The subtitle of this book doesn’t hold much weight in some circles. Wild West readers have encountered Red Cloud many times on these pages over the last quarter century, and as recently as the April 2012 issue the Lakota legend was on the cover in glorious color. In the late 1990s Red Cloud got much deserved attention with Robert W. Larson’s solid biography Red Cloud: Warrior-Statesman of the Lakota Sioux and the too-long-forgotten Autobiography of Red Cloud: War Leader of the Oglalas, edited by R. Eli Paul. Earlier books of note on the subject include James C. Olson’s Red Cloud and the Sioux Problem (1965) and George E. Hyde’s 1937 classic Red Clouds Folk: A History of the Oglala Sioux Indians.

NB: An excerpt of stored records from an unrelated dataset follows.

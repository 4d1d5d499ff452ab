//! Step 5: invoice, check-in and finish.

use crate::state::BookingWorkflowState;
use desk_core::{
    BookingDetails, DeskError, DeskResult, Hotel, Invoice, InvoiceSource, Step,
};

/// Build the invoice from what the workflow already holds
pub fn invoice(hotel: &Hotel, state: &BookingWorkflowState) -> DeskResult<Invoice> {
    let created = state.created_booking().ok_or_else(|| DeskError::StateLost {
        restart_at: Step::GuestDetails,
        reason: "no booking to invoice".to_string(),
    })?;

    let fallback;
    let details = match state.booking_details() {
        Some(details) => details,
        None => {
            fallback = BookingDetails::from_booking(created.clone());
            &fallback
        }
    };

    Invoice::build(InvoiceSource {
        hotel,
        details,
        guest: state.guest_payload(),
        room: state.selected_room(),
        stay: state.date_range(),
        conversion: state.conversion(),
    })
}

/// Check-in is offered until the booking shows as checked in
pub fn check_in_allowed(state: &BookingWorkflowState) -> DeskResult<u64> {
    let booking = state.booking().ok_or_else(|| DeskError::StateLost {
        restart_at: Step::GuestDetails,
        reason: "no booking to check in".to_string(),
    })?;
    if booking.is_checked_in() {
        return Err(DeskError::guard(
            Step::CheckIn,
            format!("booking {} is already checked in", booking.code),
        ));
    }
    Ok(booking.id)
}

Sitting Bull and Crazy Horse, two other Lakota standouts who didn’t accomplish as much as Red Cloud, remain more visible in the public eye (even if there are no fully accepted images of Crazy Horse). And considering how many books have come out about George Armstrong Custer and the Battle of the Little Bighorn (with mentions of participants Sitting Bull and Crazy Horse), there is certainly room for another book or five about Red Cloud and the Indian war of 1866–68 that became known as Red Cloud’s War. Yes, the Lakotas and Cheyennes won the Battle of the Little Bighorn, but they didn’t have long to celebrate that triumph, as the Great Sioux War of 1876–77 ended as expected with the defeat of these so-called hostiles. But on December 21, 1866, Red Cloud achieved an earlier Plains Indian military rout known today as Fetterman’s Fight. What’s more, he is credited with winning his war, since the U.S. Army abandoned its three Bozeman Trail forts, and in 1868 Red Cloud’s people gained legal control of the Powder River country. That triumph endured for eight years.

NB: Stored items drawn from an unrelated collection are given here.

//! # Workflow State
//!
//! The one record tracking a booking in progress across all five steps.
//! Fields are private; only the controller in this crate writes them,
//! through setters that keep the per-field rules.

use desk_core::{
    Booking, BookingDetails, Conversion, DateRange, DeskError, DeskResult, GuestPayload,
    PaymentMethod, RoomSummary, Step,
};
use serde::Serialize;

/// Session-scoped booking-in-progress
#[derive(Debug, Clone, Default, PartialEq, Serialize)]
pub struct BookingWorkflowState {
    step: Step,
    date_range: Option<DateRange>,
    selected_room: Option<RoomSummary>,
    guest_payload: Option<GuestPayload>,
    created_booking: Option<Booking>,
    booking_details: Option<BookingDetails>,
    conversion: Option<Conversion>,
    /// Cash recorded at the desk or mobile payment confirmed by polling
    payment_confirmed: bool,
    /// Room or dates changed after the booking was written
    #[serde(skip)]
    booking_outdated: bool,
}

impl BookingWorkflowState {
    pub fn new() -> Self {
        Self::default()
    }

    pub fn step(&self) -> Step {
        self.step
    }

    pub fn date_range(&self) -> Option<&DateRange> {
        self.date_range.as_ref()
    }

    pub fn selected_room(&self) -> Option<&RoomSummary> {
        self.selected_room.as_ref()
    }

    pub fn guest_payload(&self) -> Option<&GuestPayload> {
        self.guest_payload.as_ref()
    }

    pub fn created_booking(&self) -> Option<&Booking> {
        self.created_booking.as_ref()
    }

    pub fn booking_details(&self) -> Option<&BookingDetails> {
        self.booking_details.as_ref()
    }

    pub fn conversion(&self) -> Option<&Conversion> {
        self.conversion.as_ref()
    }

    /// Latest known booking record: refreshed details win over the creation response
    pub fn booking(&self) -> Option<&Booking> {
        self.booking_details
            .as_ref()
            .map(|d| &d.booking)
            .or(self.created_booking.as_ref())
    }

    pub fn booking_id(&self) -> Option<u64> {
        self.created_booking.as_ref().map(|b| b.id)
    }

    /// Method chosen at step 2, else the one recorded on the booking
    pub fn payment_method(&self) -> Option<PaymentMethod> {
        self.guest_payload
            .as_ref()
            .map(|g| g.payment_method)
            .or_else(|| self.created_booking.as_ref()?.payment_method)
    }

    pub fn payment_reference(&self) -> Option<&str> {
        self.booking_details.as_ref()?.payment_reference.as_deref()
    }

    /// The booking shows both the Paid and the Confirmed flag
    pub fn payment_recorded(&self) -> bool {
        self.booking().is_some_and(Booking::is_paid_and_confirmed)
    }

    /// Step 4 is settled: confirmed by this session or visible on the booking
    pub fn payment_settled(&self) -> bool {
        self.payment_confirmed || self.payment_recorded()
    }

    /// The booking on record matches the current room and dates
    pub fn booking_current(&self) -> bool {
        self.created_booking.is_some() && !self.booking_outdated
    }

    /// Whether picking `room_id` for `range` would change the held selection
    pub fn selection_differs(&self, room_id: u64, range: &DateRange) -> bool {
        self.selected_room.as_ref().map(|r| r.id) != Some(room_id)
            || self.date_range.as_ref() != Some(range)
    }

    /// Whether the forward guard out of `step` holds
    pub fn guard_holds(&self, step: Step) -> Result<(), String> {
        match step {
            Step::SelectRoom => match (&self.selected_room, &self.date_range) {
                (Some(_), Some(_)) => Ok(()),
                _ => Err("select a room for a valid date range first".to_string()),
            },
            Step::GuestDetails if self.created_booking.is_none() => {
                Err("the booking has not been created yet".to_string())
            }
            Step::GuestDetails if self.booking_outdated => {
                Err("room or dates changed; resubmit the guest details".to_string())
            }
            Step::GuestDetails => Ok(()),
            Step::ConfirmBooking if self.conversion.is_some() => Ok(()),
            Step::ConfirmBooking => Err("the payable amount is not finalized yet".to_string()),
            Step::Payment if self.payment_settled() => Ok(()),
            Step::Payment => Err("payment has not been recorded".to_string()),
            Step::CheckIn => Err("check-in is the last step".to_string()),
        }
    }

    /// Earliest step whose data the current step depends on but which is missing
    pub fn earliest_unmet_step(&self) -> Option<Step> {
        let needs = |upto: Step| self.step > upto;

        if needs(Step::SelectRoom) && (self.selected_room.is_none() || self.date_range.is_none()) {
            return Some(Step::SelectRoom);
        }
        if needs(Step::GuestDetails)
            && (self.guest_payload.is_none() || self.created_booking.is_none())
        {
            return Some(Step::GuestDetails);
        }
        if needs(Step::ConfirmBooking) && self.conversion.is_none() {
            return Some(Step::ConfirmBooking);
        }
        None
    }

    // ===== Setters (crate-private) =====

    pub(crate) fn set_step(&mut self, step: Step) {
        self.step = step;
    }

    pub(crate) fn select(&mut self, room: RoomSummary, range: DateRange) {
        if self.selection_differs(room.id, &range) && self.created_booking.is_some() {
            self.booking_outdated = true;
        }
        self.selected_room = Some(room);
        self.date_range = Some(range);
    }

    pub(crate) fn set_guest(&mut self, guest: GuestPayload) {
        self.guest_payload = Some(guest);
    }

    /// Record the created booking; its identity never changes within a session
    pub(crate) fn record_booking(&mut self, booking: Booking) -> DeskResult<()> {
        if let Some(existing) = &self.created_booking {
            if existing.id != booking.id {
                return Err(DeskError::Internal(format!(
                    "booking {} already recorded, refusing {}",
                    existing.id, booking.id
                )));
            }
        }
        self.created_booking = Some(booking);
        self.booking_outdated = false;
        Ok(())
    }

    /// Replace the refreshed record (last write wins)
    pub(crate) fn set_details(&mut self, details: BookingDetails) {
        self.booking_details = Some(details);
    }

    /// Booking was rewritten in place after a resubmit at step 2
    pub(crate) fn booking_rewritten(&mut self, details: BookingDetails) {
        self.booking_outdated = false;
        // A payment taken for the old booking does not settle the new one
        self.payment_confirmed = false;
        // Price may have changed, so the old conversion no longer applies
        self.conversion = None;
        self.booking_details = Some(details);
    }

    /// Keep an authoritative conversion; a later fetch never clears it
    pub(crate) fn set_conversion(&mut self, conversion: Conversion) {
        if conversion.conversion_type.is_authoritative() {
            self.conversion = Some(conversion);
        }
    }

    pub(crate) fn mark_payment_confirmed(&mut self) {
        self.payment_confirmed = true;
    }

    pub(crate) fn reset(&mut self) {
        *self = Self::default();
    }
}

Red Cloud needs to be put in context to understand his full story—as a fierce warrior who showed little mercy for his tribal enemies, as an effective guardian of the Powder River country against white invaders in what became the state of Wyoming and, finally (he lived until 1909), as an Indian wars survivor who tried to minimize the damage the U.S. government inflicted on his people and their culture.

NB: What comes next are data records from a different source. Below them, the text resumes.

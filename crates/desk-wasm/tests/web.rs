//! Browser tests for the JS-facing exports. Run with `wasm-pack test --headless --firefox`.

#![cfg(target_arch = "wasm32")]

use desk_wasm::{format_amount, nights_between, validate_date_range, validate_phone, version};
use wasm_bindgen_test::*;

wasm_bindgen_test_configure!(run_in_browser);

#[wasm_bindgen_test]
fn test_nights() {
    assert_eq!(nights_between("2024-06-10", "2024-06-13").unwrap(), 3);
    assert!(validate_date_range("2024-06-10", "2024-06-09", "2024-06-01").is_err());
}

#[wasm_bindgen_test]
fn test_phone() {
    assert_eq!(validate_phone("00237 670 000 001").unwrap(), "+237670000001");
    assert!(validate_phone("abc").is_err());
}

#[wasm_bindgen_test]
fn test_format_and_version() {
    assert!(format_amount(6600, "USD").is_ok());
    assert!(format_amount(1, "ABC").is_err());
    assert!(!version().is_empty());
}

Coauthors Bob Drury and Tom Clavin, though they have no background in Old West writing or research, have done quite well in that regard. They cover considerable ground in frontier history and the history of white-Indian relations, enabling the lay reader to better grasp Red Cloud’s actions and statements. Occasionally they move a bit too swiftly, such as when they mention Sand Creek and seem to rest blame for that deadly affair on the shoulders of Ned Wynkoop. And their insistence on using the incorrect spelling “Fort Kearney” (the Nebraska fort was named after General Stephen Watts Kearny) might annoy those of us who have long made an effort to delete that extra “e.” Others no doubt could care less. The authors make Red Cloud come alive as a flesh and blood man, albeit one with extraordinary qualities, and they seem to have done plenty of homework on that never-dull era. In short, their hearts are in the right place. In The Heart of Everything That Is they tell a good yarn, even if the story has been previously told.